:: Stored data

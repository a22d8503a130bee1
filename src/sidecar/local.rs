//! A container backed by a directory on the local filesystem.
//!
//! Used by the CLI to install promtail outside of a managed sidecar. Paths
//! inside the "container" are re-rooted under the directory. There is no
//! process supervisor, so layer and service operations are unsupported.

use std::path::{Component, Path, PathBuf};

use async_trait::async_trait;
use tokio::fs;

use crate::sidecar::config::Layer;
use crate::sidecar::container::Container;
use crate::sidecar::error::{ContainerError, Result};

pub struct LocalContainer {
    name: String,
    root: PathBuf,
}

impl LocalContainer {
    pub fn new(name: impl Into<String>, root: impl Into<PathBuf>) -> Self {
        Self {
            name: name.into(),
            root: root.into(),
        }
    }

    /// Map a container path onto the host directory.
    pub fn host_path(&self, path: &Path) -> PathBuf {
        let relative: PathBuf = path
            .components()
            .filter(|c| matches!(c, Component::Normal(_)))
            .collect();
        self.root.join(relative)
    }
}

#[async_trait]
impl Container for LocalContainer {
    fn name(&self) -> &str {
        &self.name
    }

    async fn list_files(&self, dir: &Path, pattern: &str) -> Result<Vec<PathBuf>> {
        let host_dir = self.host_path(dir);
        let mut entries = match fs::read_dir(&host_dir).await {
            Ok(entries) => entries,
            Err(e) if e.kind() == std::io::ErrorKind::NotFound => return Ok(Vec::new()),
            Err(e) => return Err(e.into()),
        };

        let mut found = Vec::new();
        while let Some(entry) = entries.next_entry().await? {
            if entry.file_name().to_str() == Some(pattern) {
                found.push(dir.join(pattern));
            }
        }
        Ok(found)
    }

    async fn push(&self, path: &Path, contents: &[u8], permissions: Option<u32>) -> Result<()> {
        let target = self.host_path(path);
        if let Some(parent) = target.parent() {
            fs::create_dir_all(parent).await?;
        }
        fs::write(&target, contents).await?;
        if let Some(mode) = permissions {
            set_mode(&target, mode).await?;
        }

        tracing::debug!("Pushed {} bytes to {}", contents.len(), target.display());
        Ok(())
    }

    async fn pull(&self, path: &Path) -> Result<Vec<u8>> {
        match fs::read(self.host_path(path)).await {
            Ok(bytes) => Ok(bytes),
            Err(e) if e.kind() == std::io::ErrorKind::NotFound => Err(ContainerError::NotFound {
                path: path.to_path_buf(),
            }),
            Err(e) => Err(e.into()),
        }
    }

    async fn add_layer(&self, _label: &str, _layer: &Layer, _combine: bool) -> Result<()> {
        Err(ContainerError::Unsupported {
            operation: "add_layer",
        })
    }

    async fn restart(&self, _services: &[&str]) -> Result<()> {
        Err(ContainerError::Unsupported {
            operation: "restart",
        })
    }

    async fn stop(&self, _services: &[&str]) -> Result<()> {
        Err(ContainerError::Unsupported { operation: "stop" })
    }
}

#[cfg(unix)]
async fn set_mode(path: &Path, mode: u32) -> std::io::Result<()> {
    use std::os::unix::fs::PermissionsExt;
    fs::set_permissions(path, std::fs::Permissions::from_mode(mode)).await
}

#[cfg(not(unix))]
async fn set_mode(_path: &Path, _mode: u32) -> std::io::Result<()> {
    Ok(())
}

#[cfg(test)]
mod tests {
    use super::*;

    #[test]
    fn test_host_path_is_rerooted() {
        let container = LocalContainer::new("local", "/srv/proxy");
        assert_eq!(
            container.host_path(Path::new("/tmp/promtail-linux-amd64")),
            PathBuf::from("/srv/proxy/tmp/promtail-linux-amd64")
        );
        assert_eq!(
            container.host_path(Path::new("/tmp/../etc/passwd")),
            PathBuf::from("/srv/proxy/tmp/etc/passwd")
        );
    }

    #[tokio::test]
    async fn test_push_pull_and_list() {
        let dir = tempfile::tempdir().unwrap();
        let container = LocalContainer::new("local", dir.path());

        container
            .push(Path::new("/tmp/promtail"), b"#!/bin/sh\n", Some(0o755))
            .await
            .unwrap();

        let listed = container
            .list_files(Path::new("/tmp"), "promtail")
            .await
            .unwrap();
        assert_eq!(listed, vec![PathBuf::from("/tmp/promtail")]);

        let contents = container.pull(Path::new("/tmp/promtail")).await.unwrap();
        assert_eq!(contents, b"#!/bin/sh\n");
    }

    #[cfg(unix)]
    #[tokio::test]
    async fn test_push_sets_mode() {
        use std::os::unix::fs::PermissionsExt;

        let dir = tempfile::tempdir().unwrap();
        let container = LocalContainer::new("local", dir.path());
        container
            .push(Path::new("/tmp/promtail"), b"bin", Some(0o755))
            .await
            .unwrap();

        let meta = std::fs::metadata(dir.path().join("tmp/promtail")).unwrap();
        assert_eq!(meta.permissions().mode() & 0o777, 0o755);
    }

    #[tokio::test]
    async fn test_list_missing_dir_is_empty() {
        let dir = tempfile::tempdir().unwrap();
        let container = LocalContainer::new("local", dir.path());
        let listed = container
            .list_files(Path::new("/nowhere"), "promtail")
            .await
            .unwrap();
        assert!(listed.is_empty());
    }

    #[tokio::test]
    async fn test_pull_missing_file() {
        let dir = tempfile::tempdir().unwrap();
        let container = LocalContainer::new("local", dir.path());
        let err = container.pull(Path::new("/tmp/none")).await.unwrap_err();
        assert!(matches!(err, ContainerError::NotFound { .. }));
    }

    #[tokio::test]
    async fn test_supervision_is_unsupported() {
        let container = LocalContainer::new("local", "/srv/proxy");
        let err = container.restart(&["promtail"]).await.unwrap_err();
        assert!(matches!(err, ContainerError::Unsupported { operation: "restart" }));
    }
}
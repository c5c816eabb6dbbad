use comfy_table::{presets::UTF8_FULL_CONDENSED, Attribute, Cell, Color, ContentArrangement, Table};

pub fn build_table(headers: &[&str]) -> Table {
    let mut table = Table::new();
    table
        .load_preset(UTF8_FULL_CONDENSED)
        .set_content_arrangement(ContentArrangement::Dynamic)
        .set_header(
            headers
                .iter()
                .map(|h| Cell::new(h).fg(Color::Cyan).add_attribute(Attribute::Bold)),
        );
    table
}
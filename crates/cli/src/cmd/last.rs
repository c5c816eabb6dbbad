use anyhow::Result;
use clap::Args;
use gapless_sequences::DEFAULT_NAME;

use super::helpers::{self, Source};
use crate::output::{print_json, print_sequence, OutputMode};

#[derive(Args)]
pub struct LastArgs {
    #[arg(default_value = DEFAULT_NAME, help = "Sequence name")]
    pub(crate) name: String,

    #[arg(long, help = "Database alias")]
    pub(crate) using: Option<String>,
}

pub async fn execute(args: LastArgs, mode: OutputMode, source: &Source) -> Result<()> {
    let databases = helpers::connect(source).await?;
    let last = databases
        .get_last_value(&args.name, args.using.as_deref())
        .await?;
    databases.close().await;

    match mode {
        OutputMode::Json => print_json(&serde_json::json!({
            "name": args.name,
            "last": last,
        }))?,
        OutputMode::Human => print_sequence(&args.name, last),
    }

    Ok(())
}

::::

Work through the records above line by line and count those that hold the string "promtail". Give only the result.

11